Joyful movement

The white space in wellbeing

Nike scored an own goal at the Boston Marathon this year. Their storefront ad, 'Runners welcome. Walkers tolerated', directly contradicted the brand's stated mission (still one of the best around) and drew a swift, well-deserved backlash on social media.

Image credit: WWD

The hasty reprint that followed, 'Boston will always remind you, movement is what matters', was safe enough to avoid further controversy but too anodyne to mean much.

Nike’s total drift away from itself, its consumer and its value as a brand is the subject for another post. What this debacle raised for me was a different question.

When did movement become all about exercise?

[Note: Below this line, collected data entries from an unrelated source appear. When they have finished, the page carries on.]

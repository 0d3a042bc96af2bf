use std::future::Future;

use dooi::{DooiClient, DooiConfig};
use tokio::runtime::Runtime;

use crate::error::CliError;
use crate::util::Verbosity;

/// Shared state for one CLI invocation: the configured client and a runtime to drive it.
pub struct CliSession {
    pub client: DooiClient,
    pub verbosity: Verbosity,
    runtime: Runtime,
}

impl CliSession {
    pub fn bootstrap(cli_override: Option<&str>, verbosity: Verbosity) -> Result<Self, CliError> {
        let mut config = DooiConfig::from_env();
        if let Some(command) = cli_override {
            config = config.with_cli_command(command);
        }

        let runtime = tokio::runtime::Builder::new_current_thread()
            .enable_all()
            .build()?;

        Ok(Self {
            client: DooiClient::new(config),
            verbosity,
            runtime,
        })
    }

    pub fn config(&self) -> &DooiConfig {
        self.client.config()
    }

    pub fn block_on<F: Future>(&self, future: F) -> F::Output {
        self.runtime.block_on(future)
    }
}
use std::collections::BTreeMap;
use std::fmt;
use std::str::FromStr;

use schemars::JsonSchema;
use serde::{Deserialize, Serialize};

use crate::error::{DooiError, ErrorCode, Result};
use crate::guard::is_safe_path;

/// Named framework layouts with a built-in mapping table.
#[derive(Debug, Clone, Copy, PartialEq, Eq, Serialize, Deserialize, JsonSchema)]
#[serde(rename_all = "kebab-case")]
pub enum PathStrategy {
    /// Next.js App Router: sources under `src/`, static assets under `public/`.
    NextApp,
    /// Vite + React: sources and assets under `src/`.
    ViteReact,
}

/// Entries shared by both layouts.
const COMMON_ENTRIES: &[(&str, &str)] = &[
    ("components/", "src/components/"),
    ("ui/", "src/components/ui/"),
    ("lib/", "src/lib/"),
    ("hooks/", "src/hooks/"),
    ("utils/", "src/utils/"),
    ("types/", "src/types/"),
    ("public/", "public/"),
    ("styles/", "src/styles/"),
    ("css/", "src/styles/"),
    ("scss/", "src/styles/"),
    ("package.json", "package.json"),
    ("tsconfig.json", "tsconfig.json"),
    ("tailwind.config.js", "tailwind.config.js"),
    ("tailwind.config.ts", "tailwind.config.ts"),
    (".env.example", ".env.example"),
    (".gitignore", ".gitignore"),
    ("README.md", "README.md"),
];

const NEXT_APP_ENTRIES: &[(&str, &str)] = &[
    ("app/page.tsx", "app/page.tsx"),
    ("app/layout.tsx", "app/layout.tsx"),
    ("app/globals.css", "app/globals.css"),
    ("pages/", "app/"),
    ("page/", "app/"),
    ("assets/", "public/assets/"),
    ("images/", "public/images/"),
    ("icons/", "public/icons/"),
    ("next.config.js", "next.config.js"),
    ("next.config.ts", "next.config.ts"),
];

const VITE_REACT_ENTRIES: &[(&str, &str)] = &[
    ("assets/", "src/assets/"),
    ("images/", "src/assets/images/"),
    ("icons/", "src/assets/icons/"),
    ("index.html", "index.html"),
    ("vite.config.js", "vite.config.js"),
    ("vite.config.ts", "vite.config.ts"),
];

impl PathStrategy {
    pub fn as_str(self) -> &'static str {
        match self {
            PathStrategy::NextApp => "next-app",
            PathStrategy::ViteReact => "vite-react",
        }
    }

    pub fn mapping(self) -> PathMapping {
        let specific = match self {
            PathStrategy::NextApp => NEXT_APP_ENTRIES,
            PathStrategy::ViteReact => VITE_REACT_ENTRIES,
        };
        COMMON_ENTRIES
            .iter()
            .chain(specific)
            .map(|(from, to)| (from.to_string(), to.to_string()))
            .collect()
    }
}

impl fmt::Display for PathStrategy {
    fn fmt(&self, f: &mut fmt::Formatter<'_>) -> fmt::Result {
        f.write_str(self.as_str())
    }
}

impl FromStr for PathStrategy {
    type Err = DooiError;

    fn from_str(value: &str) -> Result<Self> {
        match value.trim() {
            "next-app" => Ok(PathStrategy::NextApp),
            "vite-react" => Ok(PathStrategy::ViteReact),
            other => Err(DooiError::invalid_input("Invalid path strategy")
                .detail("pathStrategy", other)),
        }
    }
}

/// Source-prefix to destination-prefix table.
///
/// Lookups try an exact key first, then the longest key that is a whole-segment prefix of the
/// source path. Keys may be written with or without a trailing `/`. Paths without a matching
/// entry pass through unchanged.
#[derive(Debug, Clone, Default, PartialEq, Eq, Serialize, Deserialize, JsonSchema)]
#[serde(transparent)]
pub struct PathMapping {
    entries: BTreeMap<String, String>,
}

impl PathMapping {
    pub fn new() -> Self {
        Self::default()
    }

    pub fn insert(&mut self, from: impl Into<String>, to: impl Into<String>) {
        self.entries.insert(from.into(), to.into());
    }

    pub fn is_empty(&self) -> bool {
        self.entries.is_empty()
    }

    pub fn len(&self) -> usize {
        self.entries.len()
    }

    pub fn entries(&self) -> &BTreeMap<String, String> {
        &self.entries
    }

    /// Layers `overrides` on top of `self`, key by key.
    pub fn merged(mut self, overrides: &PathMapping) -> PathMapping {
        for (from, to) in &overrides.entries {
            self.entries.insert(from.clone(), to.clone());
        }
        self
    }

    /// Every key and value must be a non-empty, relative, traversal-free path.
    pub fn validate(&self) -> Result<()> {
        for (from, to) in &self.entries {
            for path in [from, to] {
                let trimmed = path.trim();
                let rooted = trimmed.starts_with('/')
                    || trimmed.starts_with('\\')
                    || trimmed.as_bytes().get(1) == Some(&b':');
                let traverses = trimmed.split(['/', '\\']).any(|segment| segment == "..");
                if trimmed.is_empty() || rooted || traverses || !is_safe_path(trimmed) {
                    return Err(DooiError::with_message(
                        ErrorCode::InvalidPathMap,
                        format!("Invalid path mapping entry: '{from}' -> '{to}'"),
                    )
                    .detail("source", from.as_str())
                    .detail("destination", to.as_str()));
                }
            }
        }
        Ok(())
    }

    pub fn apply(&self, source: &str) -> String {
        if let Some(exact) = self.entries.get(source) {
            return exact.clone();
        }

        let mut best: Option<(&str, &str)> = None;
        for (from, to) in &self.entries {
            let prefix = from.trim_end_matches('/');
            if prefix.is_empty() {
                continue;
            }
            let covers = source == prefix
                || source
                    .strip_prefix(prefix)
                    .is_some_and(|rest| rest.starts_with('/'));
            if covers && best.is_none_or(|(current, _)| prefix.len() > current.len()) {
                best = Some((prefix, to.as_str()));
            }
        }

        match best {
            Some((prefix, to)) => {
                let remainder = &source[prefix.len()..];
                let base = to.trim_end_matches('/');
                if base.is_empty() {
                    remainder.trim_start_matches('/').to_string()
                } else {
                    format!("{base}{remainder}")
                }
            }
            None => source.to_string(),
        }
    }
}

impl FromIterator<(String, String)> for PathMapping {
    fn from_iter<T: IntoIterator<Item = (String, String)>>(iter: T) -> Self {
        Self {
            entries: iter.into_iter().collect(),
        }
    }
}

impl From<BTreeMap<String, String>> for PathMapping {
    fn from(entries: BTreeMap<String, String>) -> Self {
        Self { entries }
    }
}

/// Combines a named strategy with caller overrides; either may be absent.
pub fn resolve_mapping(
    strategy: Option<PathStrategy>,
    overrides: Option<&PathMapping>,
) -> Result<PathMapping> {
    if let Some(overrides) = overrides {
        overrides.validate()?;
    }
    let base = strategy.map(PathStrategy::mapping).unwrap_or_default();
    Ok(match overrides {
        Some(overrides) => base.merged(overrides),
        None => base,
    })
}

#[cfg(test)]
mod tests {
    use super::*;

    fn mapping(entries: &[(&str, &str)]) -> PathMapping {
        entries
            .iter()
            .map(|(a, b)| (a.to_string(), b.to_string()))
            .collect()
    }

    #[test]
    fn empty_mapping_is_identity() {
        let empty = PathMapping::new();
        for path in ["a.tsx", "components/ui/button.tsx", "", ".env.example"] {
            assert_eq!(empty.apply(path), path);
        }
    }

    #[test]
    fn exact_match_wins_over_prefix() {
        let map = mapping(&[
            ("ui/", "src/components/ui/"),
            ("ui/button.tsx", "special/btn.tsx"),
        ]);
        assert_eq!(map.apply("ui/button.tsx"), "special/btn.tsx");
        assert_eq!(map.apply("ui/card.tsx"), "src/components/ui/card.tsx");
    }

    #[test]
    fn longest_prefix_wins() {
        let map = mapping(&[
            ("components", "src/components"),
            ("components/ui", "src/ui"),
        ]);
        assert_eq!(map.apply("components/ui/button.tsx"), "src/ui/button.tsx");
        assert_eq!(map.apply("components/card.tsx"), "src/components/card.tsx");
    }

    #[test]
    fn prefix_must_end_on_segment_boundary() {
        let map = mapping(&[("ui", "src/ui")]);
        assert_eq!(map.apply("uikit/a.tsx"), "uikit/a.tsx");
        assert_eq!(map.apply("ui"), "src/ui");
    }

    #[test]
    fn strategies_differ_on_assets() {
        assert_eq!(
            PathStrategy::NextApp.mapping().apply("assets/logo.svg"),
            "public/assets/logo.svg"
        );
        assert_eq!(
            PathStrategy::ViteReact.mapping().apply("assets/logo.svg"),
            "src/assets/logo.svg"
        );
        assert_eq!(
            PathStrategy::NextApp.mapping().apply("components/ui/button.tsx"),
            "src/components/ui/button.tsx"
        );
        assert_eq!(PathStrategy::ViteReact.mapping().apply("package.json"), "package.json");
    }

    #[test]
    fn overrides_replace_strategy_entries() {
        let overrides = mapping(&[("assets/", "static/")]);
        let map = resolve_mapping(Some(PathStrategy::NextApp), Some(&overrides)).unwrap();
        assert_eq!(map.apply("assets/a.png"), "static/a.png");
    }

    #[test]
    fn escaping_entries_are_rejected() {
        let bad = mapping(&[("ui/", "../outside/")]);
        assert_eq!(bad.validate().unwrap_err().code(), ErrorCode::InvalidPathMap);
        let rooted = mapping(&[("ui/", "/etc/")]);
        assert_eq!(rooted.validate().unwrap_err().code(), ErrorCode::InvalidPathMap);
    }

    #[test]
    fn unknown_strategy_is_invalid_input() {
        let err = "remix".parse::<PathStrategy>().unwrap_err();
        assert_eq!(err.code(), ErrorCode::InvalidInput);
    }
}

In developed markets, at least, the concept of movement has been almost entirely colonised by the fitness and wellness industry. Brands have explored different dimensions of what exercise can mean - performance and achievement at one end, mental escape and empowerment at the other, with duty and punishment somewhere in the middle - but the underlying logic has stayed remarkably consistent.

Movement is a task with a desired outcome. You go for a run, do a class, track your metrics.

Photo by John Arano on Unsplash

There's another version of movement that this framing leaves almost entirely unaddressed, and children show it to us every day.

For kids, movement isn't a task to be completed or a target to be hit. It's joyful, spontaneous and completely unstructured, shaped by curiosity and pleasure rather than outcome.

Something similar is beginning to emerge in adult spaces too - with group walks, ecstatic dance, play-based training and solo 'cosy' evening workouts. In all of these, people aren't really exercising in the traditional sense; they're simply moving their bodies because it feels good to do so.

That version of movement has no real owner yet, which is a striking gap given how large and lucrative the wellness category has become.

Conclusions

Nike's Boston ad didn't fail simply due to poor wordsmithing. It failed because it doubled down on hierarchy and performance at at time when broader culture is beginning to drift in the opposite direction.

The white space that opens up as a result isn't about finding a better tagline or a more inclusive campaign. It points to a fundamentally different relationship with the human body - one centred less on what the body can achieve and more on how movement actually feels.

Whoever works out how to own that territory, with genuine conviction rather than retrofitted messaging, will have an interesting brand on their hands.